Continuity of care is more than just a catchphrase

The practice I work for recently took over another practice. As is not uncommon in acquisitions, this caused a temporary increase in staff turnover, including GPs.

The response from patients was interesting: just about every other patient asked if I was going to stay. And most patients – not just those with chronic or complex health conditions – expressed their dissatisfaction with the lack of continuity of care.

I’m sure that many colleagues can recall similar anecdotes. This seems to indicate that our patients value personal and longitudinal primary care. Yet, we are seeing many proposals, trials and projects at the moment that threaten this model, and will create fragmented care.

Two examples

For example, Queensland Health is running several trials at the moment that bypass the usual GP, including a hospital-avoidance project where the ambulance service brings patients to selected GP clinics that receive state funding.

However, usual practices do not receive funding or support to increase capacity to manage these extra presentations. Although projects like the one in Queensland may reduce visits to the ED, they don’t support a stable and enduring relationship between GPs and patients.

In another Queensland Health project, pharmacies are being encouraged to administer MMR vaccinations. That vaccinations in general practice are an opportunity for screening and prevention does not seem important to policy-makers.

In primary care literature, ‘continuity’ is often described as the relationship between a practitioner and a patient that extends beyond specific episodes of illness or disease. Unfortunately, other terms are often used synonymously, such as ‘care co-ordination’, ‘integration’, ‘care planning’, ‘case management’ and ‘discharge planning’.

The experience of continuity may be different for the patient and the health practitioner, adding to more misunderstandings.

According to a 2003 BMJ article by Haggerty et al, there are three types of continuity of care: informational continuity, management continuity and relational continuity. Of course, continuity is more than just sending a message to another health practitioner, or uploading a piece of information to an e-health database.

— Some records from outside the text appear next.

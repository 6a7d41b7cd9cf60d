//! # Addrbook Architecture
//!
//! Addrbook is a small address-book assistant: contacts with phones and an
//! optional birthday, edited through a line-oriented command loop and saved
//! to one file between sessions. Like any library-with-a-CLI, the core knows
//! nothing about terminals.
//!
//! ```text
//! ┌─────────────────────────────────────────────────────────────┐
//! │  Front end (main.rs, repl.rs, ui.rs)                        │
//! │  - Reads lines, prints messages, owns exit codes            │
//! └─────────────────────────────────────────────────────────────┘
//!                              │
//!                              ▼
//! ┌─────────────────────────────────────────────────────────────┐
//! │  API Layer (api.rs)                                         │
//! │  - Parses a line, dispatches, turns errors into messages    │
//! └─────────────────────────────────────────────────────────────┘
//!                              │
//!                              ▼
//! ┌─────────────────────────────────────────────────────────────┐
//! │  Command Layer (commands/*.rs)                              │
//! │  - Pure functions over (arguments, AddressBook)             │
//! └─────────────────────────────────────────────────────────────┘
//!                              │
//!                              ▼
//! ┌─────────────────────────────────────────────────────────────┐
//! │  Model + Storage (model.rs, book.rs, store/)                │
//! │  - Validated field types, the book, load/save               │
//! └─────────────────────────────────────────────────────────────┘
//! ```
//!
//! ## Module Overview
//!
//! - [`api`]: The API facade, one `execute` call per input line
//! - [`commands`]: Business logic for each command
//! - [`book`]: The address book and the upcoming-birthday query
//! - [`model`]: Field types (`Name`, `Phone`, `Birthday`) and `Record`
//! - [`store`]: Storage abstraction and implementations
//! - [`config`]: Configuration management
//! - [`init`]: Startup wiring (config dir, data file, API)
//! - [`repl`]: The interactive loop
//! - [`ui`]: Output interface and its console implementation
//! - [`error`]: Error types

pub mod api;
pub mod book;
pub mod commands;
pub mod config;
pub mod error;
pub mod init;
pub mod model;
pub mod repl;
pub mod store;
pub mod ui;
use super::BookStore;
use crate::book::AddressBook;
use crate::error::Result;

/// In-memory storage for tests. Does NOT persist data.
#[derive(Debug, Default)]
pub struct InMemoryStore {
    saved: Option<AddressBook>,
    saves: usize,
}

impl InMemoryStore {
    pub fn new() -> Self {
        Self::default()
    }

    pub fn with_book(book: AddressBook) -> Self {
        Self {
            saved: Some(book),
            saves: 0,
        }
    }

    pub fn saved(&self) -> Option<&AddressBook> {
        self.saved.as_ref()
    }

    /// How many times `save` has been called.
    pub fn save_count(&self) -> usize {
        self.saves
    }
}

impl BookStore for InMemoryStore {
    fn load(&self) -> Result<AddressBook> {
        Ok(self.saved.clone().unwrap_or_default())
    }

    fn save(&mut self, book: &AddressBook) -> Result<()> {
        self.saved = Some(book.clone());
        self.saves += 1;
        Ok(())
    }
}
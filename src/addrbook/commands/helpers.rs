use crate::book::AddressBook;
use crate::error::{BookError, Result, Usage};
use crate::model::Record;

/// Returns the first `n` arguments, rejecting shorter lists. Extras are ignored.
pub fn at_least<'a>(args: &'a [String], n: usize, usage: Usage) -> Result<&'a [String]> {
    if args.len() < n {
        return Err(BookError::MissingArguments(usage));
    }
    Ok(&args[..n])
}

/// Requires exactly `n` arguments.
pub fn exactly<'a>(args: &'a [String], n: usize, usage: Usage) -> Result<&'a [String]> {
    match args.len() {
        len if len < n => Err(BookError::MissingArguments(usage)),
        len if len > n => Err(BookError::UnexpectedArguments(usage)),
        _ => Ok(args),
    }
}

pub fn lookup<'a>(book: &'a AddressBook, name: &str) -> Result<&'a Record> {
    book.find(name)
        .ok_or_else(|| BookError::ContactNotFound(name.to_string()))
}

pub fn lookup_mut<'a>(book: &'a mut AddressBook, name: &str) -> Result<&'a mut Record> {
    book.find_mut(name)
        .ok_or_else(|| BookError::ContactNotFound(name.to_string()))
}

#[cfg(test)]
pub(crate) mod fixtures {
    use crate::book::AddressBook;
    use crate::model::{Name, Record};

    pub fn args(raw: &[&str]) -> Vec<String> {
        raw.iter().map(|s| s.to_string()).collect()
    }

    pub fn book_with(contacts: &[(&str, &[&str], Option<&str>)]) -> AddressBook {
        let mut book = AddressBook::new();
        for (name, phones, birthday) in contacts {
            let mut rec = Record::new(Name::new(*name).unwrap());
            for phone in *phones {
                rec.add_phone(phone).unwrap();
            }
            if let Some(b) = birthday {
                rec.add_birthday(b).unwrap();
            }
            book.add_record(rec);
        }
        book
    }
}
use super::helpers::at_least;
use crate::book::AddressBook;
use crate::commands::{CmdMessage, CmdResult};
use crate::error::{Result, Usage};
use crate::model::{Name, Phone, Record};

/// `add <name> <phone>`: creates the contact or appends a phone to it.
///
/// The phone is validated before anything is stored, so bad input never
/// leaves an empty contact behind. A phone already on the record is skipped.
pub fn run(book: &mut AddressBook, args: &[String]) -> Result<CmdResult> {
    let args = at_least(args, 2, Usage::NameAndPhone)?;
    let (name, phone) = (&args[0], &args[1]);
    let phone = Phone::new(phone.as_str())?;

    let message = if book.find(name).is_some() {
        "Contact updated."
    } else {
        book.add_record(Record::new(Name::new(name.as_str())?));
        "Contact added."
    };

    if let Some(record) = book.find_mut(name) {
        if record.find_phone(phone.as_str()).is_none() {
            record.phones.push(phone);
        }
    }

    Ok(CmdResult::with_message(CmdMessage::success(message)))
}

#[cfg(test)]
mod tests {
    use super::*;
    use crate::commands::helpers::fixtures::args;
    use crate::error::BookError;

    #[test]
    fn adds_new_contact() {
        let mut book = AddressBook::new();
        let result = run(&mut book, &args(&["alice", "1234567890"])).unwrap();
        assert_eq!(result.text(), "Contact added.");
        assert_eq!(book.find("alice").unwrap().phone_list(", "), "1234567890");
    }

    #[test]
    fn second_phone_updates_contact() {
        let mut book = AddressBook::new();
        run(&mut book, &args(&["alice", "1234567890"])).unwrap();
        let result = run(&mut book, &args(&["alice", "0987654321", "extra"])).unwrap();
        assert_eq!(result.text(), "Contact updated.");
        assert_eq!(
            book.find("alice").unwrap().phone_list(", "),
            "1234567890, 0987654321"
        );
    }

    #[test]
    fn duplicate_phone_is_not_added_twice() {
        let mut book = AddressBook::new();
        run(&mut book, &args(&["alice", "1234567890"])).unwrap();
        run(&mut book, &args(&["alice", "1234567890"])).unwrap();
        assert_eq!(book.find("alice").unwrap().phones.len(), 1);
    }

    #[test]
    fn invalid_phone_stores_nothing() {
        let mut book = AddressBook::new();
        let err = run(&mut book, &args(&["alice", "12345"])).unwrap_err();
        assert!(matches!(err, BookError::InvalidPhone(_)));
        assert!(book.is_empty());
    }

    #[test]
    fn requires_name_and_phone() {
        let mut book = AddressBook::new();
        let err = run(&mut book, &args(&["alice"])).unwrap_err();
        assert_eq!(err.user_message(), "Give me name and phone please.");
    }
}
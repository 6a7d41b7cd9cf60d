use clap::Parser;
use std::path::PathBuf;

#[derive(Parser, Debug)]
#[command(name = "addrbook")]
#[command(about = "Interactive address book assistant", long_about = None)]
pub struct Cli {
    /// Address book file (overrides the configured data_file)
    #[arg(short, long, value_name = "PATH")]
    pub file: Option<PathBuf>,

    /// Verbose logging on stderr
    #[arg(short, long)]
    pub verbose: bool,
}
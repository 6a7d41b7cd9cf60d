//! # Storage Layer
//!
//! The whole [`AddressBook`] is loaded at startup and written back wholesale.
//! [`BookStore`] hides where it goes so the API and REPL can run against
//! [`memory::InMemoryStore`] in tests.
//!
//! ## Storage Format
//!
//! [`fs::FileStore`] keeps one JSON document:
//!
//! ```text
//! {
//!   "version": 1,
//!   "contacts": [
//!     { "name": "alice", "phones": ["1234567890"], "birthday": "15.06.1990" }
//!   ]
//! }
//! ```
//!
//! Contacts are stored in book order. Every phone and birthday is validated
//! again on load.

use crate::book::AddressBook;
use crate::error::Result;

pub mod fs;
pub mod memory;

pub trait BookStore {
    /// Load the stored book, or an empty one if nothing has been saved yet.
    fn load(&self) -> Result<AddressBook>;

    /// Replace the stored book with `book`.
    fn save(&mut self, book: &AddressBook) -> Result<()>;
}
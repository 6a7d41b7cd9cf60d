use addrbook::error::Result;
use addrbook::init::{config_dir, initialize};
use addrbook::repl;
use addrbook::ui::ConsoleInterface;
use clap::Parser;
use std::path::PathBuf;
use tracing_subscriber::EnvFilter;

mod args;
use args::Cli;

const LOG_ENV: &str = "ADDRBOOK_LOG";

fn main() {
    if let Err(e) = run() {
        eprintln!("Error: {}", e);
        std::process::exit(1);
    }
}

fn run() -> Result<()> {
    let cli = Cli::parse();
    init_logging(cli.verbose);

    let cwd = std::env::current_dir().unwrap_or_else(|_| PathBuf::from("."));
    let mut ctx = initialize(&cwd, &config_dir()?, cli.file)?;

    let stdin = std::io::stdin();
    let mut ui = ConsoleInterface::stdout();
    repl::run(&mut ctx.api, stdin.lock(), &mut ui)
}

/// Logs go to stderr only, so the transcript on stdout stays clean.
fn init_logging(verbose: bool) {
    let filter = if verbose {
        EnvFilter::new("debug")
    } else {
        EnvFilter::try_from_env(LOG_ENV).unwrap_or_else(|_| EnvFilter::new("warn"))
    };

    tracing_subscriber::fmt()
        .with_env_filter(filter)
        .with_writer(std::io::stderr)
        .init();
}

What is continuity of care?

Understanding individual patients’ preferences, values, background and circumstances cannot always be captured in health records. Practitioners who have longstanding relationships with their patients often know this information.

The RACGP describes continuity of care as “the situation where patients experience an episode of care as complete, or consistent, or seamless even if it is provided in a number of different consultations by different providers”.

There is abundant evidence that continuity in primary care results in improved patient health outcomes and satisfaction, and reduced costs. For example, relational continuity reduces both elective and emergency admissions. In other words, the rate of hospital admissions drops when people have their own GP.

Better aligned funding that supports primary care practitioners to provide long-term quality care is much needed at the moment.

Team care

A sustainable health system should free up GP teams and other health practitioners to deliver clinical co-ordination and integration of care across disciplines, especially for people living with complex and chronic health conditions.

Avoiding hospital admissions and increasing immunisation rates are laudable objectives, but it’s not a good idea to do this at the expense of continuity of care by the GP. If patients don’t have a GP they should be encouraged or assisted to find a doctor of their choice.

There is nothing wrong with new models of care as long as they don’t impact on the many benefits general practice has to offer.

This article was originally published in Australian Doctor Magazine.